“Non ne ero a conoscenza”. Virgi è pietrificata, l’ombra di un sorriso ormai fuori posto su un volto pietrificato. Vespa le ha appena comunicato che l’aula Capitolina ha intitolato una strada ad Almirante. E lei è nello studio. Impotente. Fuori posto. Fuori tempo. Ironia della sorte, è solamente colpa sua se è potuto succedere: se fosse rimasta in Aula il Pd non sarebbe uscito. E se non fosse uscito, forse, non si sarebbe consumato il disastro. Anche perché quell’arte difficile, sottile, elitaria, antidemocratica ed assolutista che è l’esercizio della libertà si esercita molto più facilmente se nessuno ti guarda. Così la sua assenza ritorna al centro della polemica. Va da sempre in questo modo: lei nomina, sparisce, avviene il disastro qualcuno le chiede conto e lei non ne sa nulla. Nulla sapeva di cosa faceva Marra. Non aveva idea dell’origine delle polizze intestate a lei. Il cerchio magico attorno a lei era l’autonomia fatta persona. E poi, vogliamo parlare del vertice di Acea? Certo, glielo aveva imposto Genova, che lo usava per tutti i dossier più critici. Però lei, almeno in teoria, dovrebbe fare questo: controllare. Era la mission affidatale dal popolo del web. Non governare, che sarebbe dovuta essere una funzione esercitata dal basso (cioè da Di Maio, non propriamente un gigante e quindi rientrante perfettamente nella descrizione), ma il controllo. La garanzia. Ed invece? Invece niente, lei non c’è. È altrove. Si staglia contro le porte dell’Abisso e guarda amorevole la città andare a fondo, trafitta da migliaia di buche.
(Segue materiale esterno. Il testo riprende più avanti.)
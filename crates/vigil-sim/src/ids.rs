//! Entity id allocation, owned by one scenario.

use vigil_core::types::EntityId;

/// Hands out increasing entity ids starting at 1.
#[derive(Debug, Clone)]
pub struct IdAllocator {
    next: u32,
}

impl Default for IdAllocator {
    fn default() -> Self {
        Self { next: 1 }
    }
}

impl IdAllocator {
    pub fn new() -> Self {
        Self::default()
    }

    pub fn allocate(&mut self) -> EntityId {
        let id = EntityId(self.next);
        self.next += 1;
        id
    }

    /// Record an id assigned elsewhere so it is never handed out again.
    pub fn observe(&mut self, id: EntityId) {
        if id.0 >= self.next {
            self.next = id.0 + 1;
        }
    }
}
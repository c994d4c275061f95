//! Directed-energy emitter.
//!
//! Points and locks like the EO sensor. While emitting it drains its
//! battery (`work` seconds from full to empty) and switches itself off when
//! empty; while idle it recharges over `recover` seconds. The locked
//! target receives `power / kill_time(range)` damage per second through its
//! own `laser_damage` rule, read from this laser's beam view.

use tracing::debug;

use vigil_core::config::{LaserConfig, Validate};
use vigil_core::enums::{EntityKind, PointingState};
use vigil_core::error::ConfigResult;
use vigil_core::messages::Message;
use vigil_core::types::{Direction, EntityId, Position};
use vigil_core::view::{BeamView, EntityView};

use super::pointing::{Lock, Pointing};
use crate::entity::{Entity, Header, Peers, StepContext};

pub struct Laser {
    header: Header,
    config: LaserConfig,
    pointing: Pointing,
    power_on: bool,
    /// Charge fraction in `[0, 1]`.
    battery: f64,
    damage_rate: f64,
}

impl Laser {
    pub fn new(config: LaserConfig) -> ConfigResult<Self> {
        config.validate()?;
        Ok(Self {
            header: Header::named(config.name.clone()),
            pointing: Pointing::new(config.position, config.fov, config.bounds, config.direction),
            power_on: config.power_on,
            battery: 1.0,
            damage_rate: 0.0,
            config,
        })
    }

    pub fn from_json(value: &serde_json::Value) -> ConfigResult<Self> {
        Self::new(vigil_core::config::from_json(value)?)
    }

    pub fn config(&self) -> &LaserConfig {
        &self.config
    }

    pub fn guide(&mut self, direction: Direction, immediate: bool) {
        self.pointing.guide(direction, immediate);
    }

    pub fn release(&mut self) {
        self.pointing.release();
    }

    /// Set emission, or toggle it with `None`. Returns the new switch state.
    pub fn switch(&mut self, power_on: Option<bool>) -> bool {
        self.power_on = power_on.unwrap_or(!self.power_on);
        debug!(laser = %self.header.id(), power_on = self.power_on, "laser switched");
        self.power_on
    }

    pub fn power_on(&self) -> bool {
        self.power_on
    }

    pub fn battery(&self) -> f64 {
        self.battery
    }

    pub fn state(&self) -> PointingState {
        self.pointing.state()
    }

    pub fn direction(&self) -> Direction {
        self.pointing.direction()
    }

    pub fn result(&self) -> Option<&Lock> {
        self.pointing.lock()
    }

    pub fn target(&self) -> Option<EntityId> {
        self.pointing.locked_target()
    }

    /// Damage per second currently delivered to the locked target.
    pub fn damage_rate(&self) -> f64 {
        if self.power_on {
            self.damage_rate
        } else {
            0.0
        }
    }

    fn update_battery(&mut self, dt: f64) {
        if self.power_on {
            self.battery -= dt / self.config.work;
        } else {
            self.battery += dt / self.config.recover;
        }
        self.battery = self.battery.clamp(0.0, 1.0);
        if self.power_on && self.battery <= 0.0 {
            debug!(laser = %self.header.id(), "battery empty, switching off");
            self.power_on = false;
        }
    }
}

impl Entity for Laser {
    fn header(&self) -> &Header {
        &self.header
    }

    fn header_mut(&mut self) -> &mut Header {
        &mut self.header
    }

    fn kind(&self) -> EntityKind {
        EntityKind::Laser
    }

    fn view(&self) -> EntityView {
        EntityView {
            position: Some(self.pointing.origin()),
            beam: Some(BeamView {
                power_on: self.power_on,
                target: self.pointing.locked_target(),
                damage_rate: self.damage_rate,
            }),
            ..self.header.view(self.kind())
        }
    }

    fn update(&mut self, ctx: &mut StepContext) {
        self.pointing.update();
        self.update_battery(ctx.dt());
    }

    fn interact(&mut self, ctx: &mut StepContext, peers: &Peers) {
        self.pointing.interact(&ctx.time(), peers);
        self.damage_rate = self
            .pointing
            .lock()
            .map_or(0.0, |lock| self.config.damage_rate(lock.aer.range));
    }

    fn on_message(&mut self, _ctx: &mut StepContext, _sender: Option<EntityId>, message: &Message) {
        match message {
            Message::Guide {
                direction,
                immediate,
            } => self.guide(*direction, *immediate),
            Message::Release => self.release(),
            Message::Power { on } => {
                self.switch(*on);
            }
            _ => {}
        }
    }

    fn reset(&mut self, _ctx: &mut StepContext) {
        self.pointing.reset();
        self.power_on = self.config.power_on;
        self.battery = 1.0;
        self.damage_rate = 0.0;
    }

    fn on_deactivate(&mut self) {
        self.power_on = false;
    }

    fn set_attribute(&mut self, name: &str, value: &serde_json::Value) -> bool {
        match name {
            "power_on" => match value.as_bool() {
                Some(on) => {
                    self.switch(Some(on));
                    true
                }
                None => false,
            },
            "power" => match value.as_f64() {
                Some(power) if power >= 0.0 => {
                    self.config.power = power;
                    true
                }
                _ => false,
            },
            "position" => match Position::from_json(value) {
                Some(p) => {
                    self.config.position = p;
                    self.pointing.set_origin(p);
                    true
                }
                None => false,
            },
            "guide" => match serde_json::from_value::<Direction>(value.clone()) {
                Ok(direction) => {
                    self.guide(direction, false);
                    true
                }
                Err(_) => false,
            },
            _ => false,
        }
    }

    fn as_any(&self) -> &dyn std::any::Any {
        self
    }

    fn as_any_mut(&mut self) -> &mut dyn std::any::Any {
        self
    }
}
/// Performance metrics derived from closed trades, refreshed on demand
/// (spec.md §4.3), following the teacher's `RiskState` snapshot shape.
#[derive(Debug, Clone, Serialize, Deserialize)]
pub struct PerformanceMetrics {
    pub trade_count: u32,
    pub win_count: u32,
    pub loss_count: u32,
    pub win_rate: f64,
    pub profit_factor: f64,
    pub avg_win: f64,
    pub avg_loss: f64,
    pub max_drawdown: f64,
}

struct AccountState {
    account: Account,
    positions: HashMap<String, Position>,
    orders: HashMap<String, Order>,
    fills: Vec<Fill>,
    closed_trade_pnls: Vec<f64>,
    quotes: HashMap<String, f64>,
}

impl AccountState {
    fn new(id: &str, cfg: &SimulatorConfig) -> Self {
        Self {
            account: Account {
                id: id.to_string(),
                cash_balance: cfg.initial_balance,
                buying_power: cfg.initial_balance * cfg.buying_power_multiplier,
                equity: cfg.initial_balance,
                peak_equity: cfg.initial_balance,
                realized_pnl_today: 0.0,
                opened_at: Utc::now(),
            },
            positions: HashMap::new(),
            orders: HashMap::new(),
            fills: Vec::new(),
            closed_trade_pnls: Vec::new(),
            quotes: HashMap::new(),
        }
    }
}

/// The paper-trading broker adapter. One instance serves every simulator
/// account; accounts are created lazily on first order.
pub struct PaperEngine {
    config: SimulatorConfig,
    accounts: RwLock<HashMap<String, AccountState>>,
    updates: RwLock<Vec<BrokerUpdate>>,
}
// =============================================================================
// Runtime Configuration — Hot-reloadable router settings with atomic save
// =============================================================================
//
// Central configuration for the Aurora signal router. Every tunable lives
// here so the engine can be reconfigured without a restart.
//
// Persistence uses an atomic tmp + rename pattern to prevent corruption on
// crash, the same as the teacher's `runtime_config.rs`. All fields carry
// `#[serde(default)]` so that adding new fields never breaks loading an
// older config file.
//
// CLI flags are parsed with `clap` (`derive`, `env`), grounded on
// `cooprefr-bettersys` — the nearest sibling in the retrieval pack with an
// actual flag parser — since the teacher itself only reads environment
// variables via `dotenv`.
// =============================================================================

use std::collections::HashMap;
use std::path::{Path, PathBuf};

use anyhow::{Context, Result};
use clap::Parser;
use serde::{Deserialize, Serialize};
use tracing::{info, warn};

use crate::funded_rules::FundedAccountRules;
use crate::paper_engine::SimulatorConfig;
use crate::types::{RunMode, TradingMode};

fn default_bind_addr() -> String {
    "0.0.0.0:3001".to_string()
}

fn default_ledger_path() -> String {
    "alert_ledger.sqlite3".to_string()
}

fn default_dedup_window_hours() -> i64 {
    24
}

fn default_rate_limit_capacity() -> f64 {
    60.0
}

fn default_rate_limit_refill_per_sec() -> f64 {
    1.0
}

fn default_quote_tick_interval_ms() -> u64 {
    1000
}

fn default_quote_volatility_bps() -> f64 {
    25.0
}

fn default_sweep_interval_ms() -> u64 {
    500
}

/// Command-line flags, parsed once at startup (spec.md §6).
#[derive(Debug, Parser)]
#[command(name = "aurora-signal-router", version, about = "Webhook signal intake and routing core")]
pub struct Cli {
    /// Address to bind the HTTP/WebSocket server to.
    #[arg(long, env = "AURORA_BIND_ADDR")]
    pub bind: Option<String>,

    /// Path to the JSON runtime config file.
    #[arg(long, env = "AURORA_CONFIG_PATH", default_value = "runtime_config.json")]
    pub config: PathBuf,

    /// Dev panics on internal errors; prod returns a generic 500 (spec.md §7).
    #[arg(long, value_enum, env = "AURORA_MODE")]
    pub mode: Option<CliRunMode>,
}

#[derive(Debug, Clone, Copy, PartialEq, Eq, clap::ValueEnum)]
pub enum CliRunMode {
    Dev,
    Prod,
}

impl From<CliRunMode> for RunMode {
    fn from(m: CliRunMode) -> Self {
        match m {
            CliRunMode::Dev => RunMode::Dev,
            CliRunMode::Prod => RunMode::Prod,
        }
    }
}

/// Top-level runtime configuration for the router.
///
/// Every field has a serde default so older JSON files missing new fields
/// still deserialise correctly.
#[derive(Debug, Clone, Serialize, Deserialize)]
pub struct RuntimeConfig {
    /// Whether the router is actively routing, paused, or killed.
    #[serde(default)]
    pub trading_mode: TradingMode,

    /// Dev vs. prod error-handling semantics (spec.md §7).
    #[serde(default)]
    pub run_mode: RunMode,

    /// Address the HTTP/WebSocket server binds to.
    #[serde(default = "default_bind_addr")]
    pub bind_addr: String,

    /// Path to the SQLite alert ledger.
    #[serde(default = "default_ledger_path")]
    pub ledger_path: String,

    /// Per-source HMAC signing secrets for `POST /webhook/:source`.
    #[serde(default)]
    pub webhook_secrets: HashMap<String, String>,

    /// Token-bucket capacity for the webhook rate limiter (per source).
    #[serde(default = "default_rate_limit_capacity")]
    pub rate_limit_capacity: f64,

    /// Token-bucket refill rate in tokens/sec (per source).
    #[serde(default = "default_rate_limit_refill_per_sec")]
    pub rate_limit_refill_per_sec: f64,

    /// Dedup window for `(source, clientNonce)` (spec.md §4.6).
    #[serde(default = "default_dedup_window_hours")]
    pub dedup_window_hours: i64,

    /// Default simulator configuration applied to new accounts.
    #[serde(default)]
    pub simulator: SimulatorConfig,

    /// Funded-account rule sets, keyed by account id, registered with the
    /// funded rule engine at startup.
    #[serde(default)]
    pub funded_accounts: Vec<FundedAccountRules>,

    /// How often the simulator tick loop advances the random-walk quote.
    #[serde(default = "default_quote_tick_interval_ms")]
    pub quote_tick_interval_ms: u64,

    /// Volatility (bps) used by the quote random walk per tick.
    #[serde(default = "default_quote_volatility_bps")]
    pub quote_volatility_bps: f64,

    /// How often the coordinator sweeps for late broker updates.
    #[serde(default = "default_sweep_interval_ms")]
    pub sweep_interval_ms: u64,

    /// Symbols the simulator tick loop drives a synthetic quote for.
    #[serde(default)]
    pub simulated_symbols: Vec<String>,
}

impl Default for RuntimeConfig {
    fn default() -> Self {
        Self {
            trading_mode: TradingMode::Paused,
            run_mode: RunMode::Dev,
            bind_addr: default_bind_addr(),
            ledger_path: default_ledger_path(),
            webhook_secrets: HashMap::new(),
            rate_limit_capacity: default_rate_limit_capacity(),
            rate_limit_refill_per_sec: default_rate_limit_refill_per_sec(),
            dedup_window_hours: default_dedup_window_hours(),
            simulator: SimulatorConfig::default(),
            funded_accounts: Vec::new(),
            quote_tick_interval_ms: default_quote_tick_interval_ms(),
            quote_volatility_bps: default_quote_volatility_bps(),
            sweep_interval_ms: default_sweep_interval_ms(),
            simulated_symbols: vec!["ES".to_string(), "NQ".to_string()],
        }
    }
}

impl RuntimeConfig {
    /// Load configuration from a JSON file at `path`.
    ///
    /// If the file does not exist, returns an error so the caller can fall
    /// back to defaults with a warning.
    pub fn load(path: impl AsRef<Path>) -> Result<Self> {
        let path = path.as_ref();

        let content = std::fs::read_to_string(path)
            .with_context(|| format!("failed to read runtime config from {}", path.display()))?;

        let config: Self = serde_json::from_str(&content)
            .with_context(|| format!("failed to parse runtime config from {}", path.display()))?;

        info!(
            path = %path.display(),
            bind_addr = %config.bind_addr,
            trading_mode = %config.trading_mode,
            "runtime config loaded"
        );

        Ok(config)
    }

    /// Persist the current configuration to `path` using an atomic write
    /// (write to `.tmp`, then rename).
    ///
    /// This prevents corruption if the process crashes mid-write.
    pub fn save(&self, path: impl AsRef<Path>) -> Result<()> {
        let path = path.as_ref();

        let content = serde_json::to_string_pretty(self)
            .context("failed to serialise runtime config to JSON")?;

        let tmp_path = path.with_extension("json.tmp");

        std::fs::write(&tmp_path, &content)
            .with_context(|| format!("failed to write tmp config to {}", tmp_path.display()))?;

        std::fs::rename(&tmp_path, path)
            .with_context(|| format!("failed to rename tmp config to {}", path.display()))?;

        info!(path = %path.display(), "runtime config saved (atomic)");
        Ok(())
    }

    /// Load from `cli.config`, falling back to defaults with a warning if
    /// the file is absent or malformed, then apply CLI overrides — the same
    /// load-then-override shape as the teacher's `AURORA_SYMBOLS` env var.
    pub fn load_with_cli_overrides(cli: &Cli) -> Self {
        let mut config = Self::load(&cli.config).unwrap_or_else(|e| {
            warn!(error = %e, "failed to load runtime config, using defaults");
            Self::default()
        });

        if let Some(bind) = &cli.bind {
            config.bind_addr = bind.clone();
        }
        if let Some(mode) = cli.mode {
            config.run_mode = mode.into();
        }

        config
    }
}
// =============================================================================
// Shared domain models that cross module boundaries
// =============================================================================
//
// `Alert` is produced by `webhook.rs`, consumed by `router.rs` and
// `coordinator.rs`, and persisted by `ledger.rs`. It lives in its own module
// rather than inside any one of those so none of them owns it exclusively
// (spec.md §3).
// =============================================================================

use chrono::{DateTime, Utc};
use serde::{Deserialize, Serialize};
use uuid::Uuid;

use crate::types::{AlertStatus, OrderType, Side, TimeInForce};

/// A single inbound trading signal, as decoded from a webhook payload
/// (spec.md §3 `Alert`, §6 wire schema).
#[derive(Debug, Clone, Serialize, Deserialize)]
pub struct Alert {
    pub id: Uuid,
    pub source: String,
    #[serde(default)]
    pub client_nonce: Option<String>,
    pub strategy_id: String,
    pub symbol: String,
    pub side: Side,
    #[serde(default)]
    pub order_type: Option<OrderType>,
    #[serde(default)]
    pub limit_price: Option<f64>,
    #[serde(default)]
    pub stop_price: Option<f64>,
    #[serde(default)]
    pub time_in_force: Option<TimeInForce>,
    pub quantity: f64,
    pub account_group: String,
    pub received_at: DateTime<Utc>,
    #[serde(default)]
    pub status: AlertStatus,
}

/// The raw body shape accepted at `POST /webhook/:source` before it is
/// promoted to an [`Alert`] (source and receipt time are filled in by the
/// handler, not the caller).
#[derive(Debug, Clone, Deserialize)]
pub struct AlertPayload {
    #[serde(default)]
    pub client_nonce: Option<String>,
    pub strategy_id: String,
    pub symbol: String,
    pub side: Side,
    #[serde(default)]
    pub order_type: Option<OrderType>,
    #[serde(default)]
    pub limit_price: Option<f64>,
    #[serde(default)]
    pub stop_price: Option<f64>,
    #[serde(default)]
    pub time_in_force: Option<TimeInForce>,
    pub quantity: f64,
    pub account_group: String,
}

impl Alert {
    pub fn from_payload(source: String, payload: AlertPayload, received_at: DateTime<Utc>) -> Self {
        Self {
            id: Uuid::new_v4(),
            source,
            client_nonce: payload.client_nonce,
            strategy_id: payload.strategy_id,
            symbol: payload.symbol,
            side: payload.side,
            order_type: payload.order_type,
            limit_price: payload.limit_price,
            stop_price: payload.stop_price,
            time_in_force: payload.time_in_force,
            quantity: payload.quantity,
            account_group: payload.account_group,
            received_at,
            status: AlertStatus::Received,
        }
    }

    /// The key used for `(source, clientNonce)` dedup within the sliding
    /// window (spec.md §4.6). Alerts with no nonce are never deduplicated.
    pub fn dedup_key(&self) -> Option<(String, String)> {
        self.client_nonce
            .as_ref()
            .map(|nonce| (self.source.clone(), nonce.clone()))
    }
}

#[cfg(test)]
mod tests {
    use super::*;

    fn payload() -> AlertPayload {
        AlertPayload {
            client_nonce: Some("abc123".to_string()),
            strategy_id: "strat-1".to_string(),
            symbol: "ES".to_string(),
            side: Side::Buy,
            order_type: Some(OrderType::Market),
            limit_price: None,
            stop_price: None,
            time_in_force: None,
            quantity: 1.0,
            account_group: "group-a".to_string(),
        }
    }

    #[test]
    fn from_payload_sets_received_status() {
        let alert = Alert::from_payload("tradingview".to_string(), payload(), Utc::now());
        assert_eq!(alert.status, AlertStatus::Received);
        assert_eq!(alert.source, "tradingview");
    }

    #[test]
    fn dedup_key_present_with_nonce() {
        let alert = Alert::from_payload("tradingview".to_string(), payload(), Utc::now());
        assert_eq!(
            alert.dedup_key(),
            Some(("tradingview".to_string(), "abc123".to_string()))
        );
    }

    #[test]
    fn dedup_key_absent_without_nonce() {
        let mut p = payload();
        p.client_nonce = None;
        let alert = Alert::from_payload("tradingview".to_string(), p, Utc::now());
        assert_eq!(alert.dedup_key(), None);
    }
}
// =============================================================================
// Broker adapter contract (C2)
// =============================================================================
//
// The router never speaks to a broker directly — every destination
// (simulator, sandbox, live) is reached through this trait. Only
// `paper_engine::PaperEngine` implements it in this core (spec.md §1
// Non-goals: no concrete sandbox/live client ships here); the trait
// documents the contract a real implementor would fulfil, following the same
// signed-request method shapes the teacher's `binance/client.rs` used for
// its single concrete broker.
// =============================================================================

use async_trait::async_trait;
use chrono::{DateTime, Utc};
use serde::{Deserialize, Serialize};
use uuid::Uuid;

use crate::types::{OrderStatus, OrderType, Side, TimeInForce};

/// A request to place a new order, already tick-rounded and validated
/// against the instrument registry by the caller.
#[derive(Debug, Clone)]
pub struct PlaceOrderRequest {
    pub client_order_tag: String,
    pub symbol: String,
    pub side: Side,
    pub order_type: OrderType,
    pub quantity: f64,
    /// Contract multiplier for `symbol`, resolved by the caller against the
    /// instrument registry (e.g. ES = 50.0). Applied to every fill's PnL,
    /// cash settlement, and buying-power consumption (spec.md §4.3).
    pub multiplier: f64,
    pub limit_price: Option<f64>,
    pub stop_price: Option<f64>,
    pub time_in_force: TimeInForce,
}

/// Successful acknowledgement of an order placement request.
#[derive(Debug, Clone, Serialize, Deserialize)]
pub struct OrderAck {
    pub broker_order_id: String,
    pub status: OrderStatus,
    pub accepted_at: DateTime<Utc>,
}

/// A structured rejection returned instead of an [`OrderAck`]. `reason_code`
/// is the stable machine-readable classifier the coordinator's retry/backoff
/// logic switches on (spec.md §4.9); `detail` is human-facing context.
#[derive(Debug, Clone, Serialize, Deserialize)]
pub struct Rejected {
    pub reason_code: String,
    pub detail: String,
    pub retryable: bool,
}

/// An asynchronous update the adapter pushes about a previously placed
/// order: a fill (partial or full), a cancellation, or a late rejection.
#[derive(Debug, Clone, Serialize, Deserialize)]
pub enum BrokerUpdate {
    Fill {
        broker_order_id: String,
        fill_id: Uuid,
        price: f64,
        quantity: f64,
        filled_at: DateTime<Utc>,
        /// Realized PnL this specific fill contributed (zero unless it
        /// closed or reduced an existing position), already scaled by the
        /// instrument multiplier. Fed to the funded rule engine's per-fill
        /// metrics recompute (spec.md §4.4).
        realized_pnl_delta: f64,
    },
    Cancelled {
        broker_order_id: String,
        cancelled_at: DateTime<Utc>,
    },
    Rejected {
        broker_order_id: String,
        rejection: Rejected,
    },
}

/// The contract every execution destination must satisfy. Methods return
/// `Result<_, Rejected>` rather than a generic error because a rejection is
/// expected routine traffic here (insufficient buying power, market closed,
/// instrument halted), not an exceptional condition — the coordinator
/// branches on `reason_code`, it does not log-and-move-on.
#[async_trait]
pub trait BrokerAdapter: Send + Sync {
    /// Human-readable identifier used in logs and the `/api/v1/state` snapshot.
    fn name(&self) -> &str;

    async fn place_order(&self, req: PlaceOrderRequest) -> Result<OrderAck, Rejected>;

    async fn cancel_order(&self, broker_order_id: &str) -> Result<(), Rejected>;

    /// Drain any updates (fills, cancels, late rejections) accumulated since
    /// the last call. Adapters that push updates synchronously from
    /// `place_order`/`cancel_order` may return an empty vec here always.
    async fn poll_updates(&self) -> Vec<BrokerUpdate>;
}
Così, quando un villano Vespa osa riportarla alla realtà Virgi reagisce come da manuale della Casaleggio: se così hanno deciso i consiglieri andrà bene. Solo che la Casaleggio ha cambiato proprietà, ed ora le cose vanno un po’ diversamente in primis ci si deve smarcare dalla destra, altrimenti si fa un assist a Salvini che si sta divorando il MoVimento. E ci si aliena l’ala Sinistra, che già non è propriamente felicissima della questione Aquarius. Quindi Almirante non potrà avere una via. Il perché è irrilevante in questa sede. Di certo non può averla. Quindi che si fa? Piroetta, plissè ed infine casquè. Presenta (presenterà? Ha presentato?) una mozione in cui si vieta ad esponenti del passato regime fascista l’intitolazione della via. Il che dovrebbe portare a sfalciare la nomenclatura, ma ci risparmierà tra qualche decennio una via Scalfari. Quindi non saprei se sia una cosa buona. Di sicuro la toppa è peggio del buco: no, uno non vale uno. Lei è lei, i consiglieri non sono un c.
A meno che. A meno che, improvvisamente, al di fuori di ogni logica e probabilità, in un assoltao pomeriggio d’estate, in Campidoglio non si risvegli un orgoglio da lungo sopito. Sepolto, quasi. E riemerga forte, aal ricordo di chi, su quel Colle, ha scritto la storia. E muovendosi, stirandosi ed alzandosi non imponga ad una maggioranza vessata, insultata e sottomessa di dichiarare con il voto e l’orgoglio, che mai si è udito parlare uno schiavo sulla vetta di quel Colle. Nel luogo più sacro dell’antica Romanità, solo gli uomini liberi potevano farsi valere. Ed essere là, incaricati di tramandarne il valore li faccia riscuotere e dire, con un roboante senso di identità: anche se tutti, noi no. Non succederà. Ma sognare costa poco.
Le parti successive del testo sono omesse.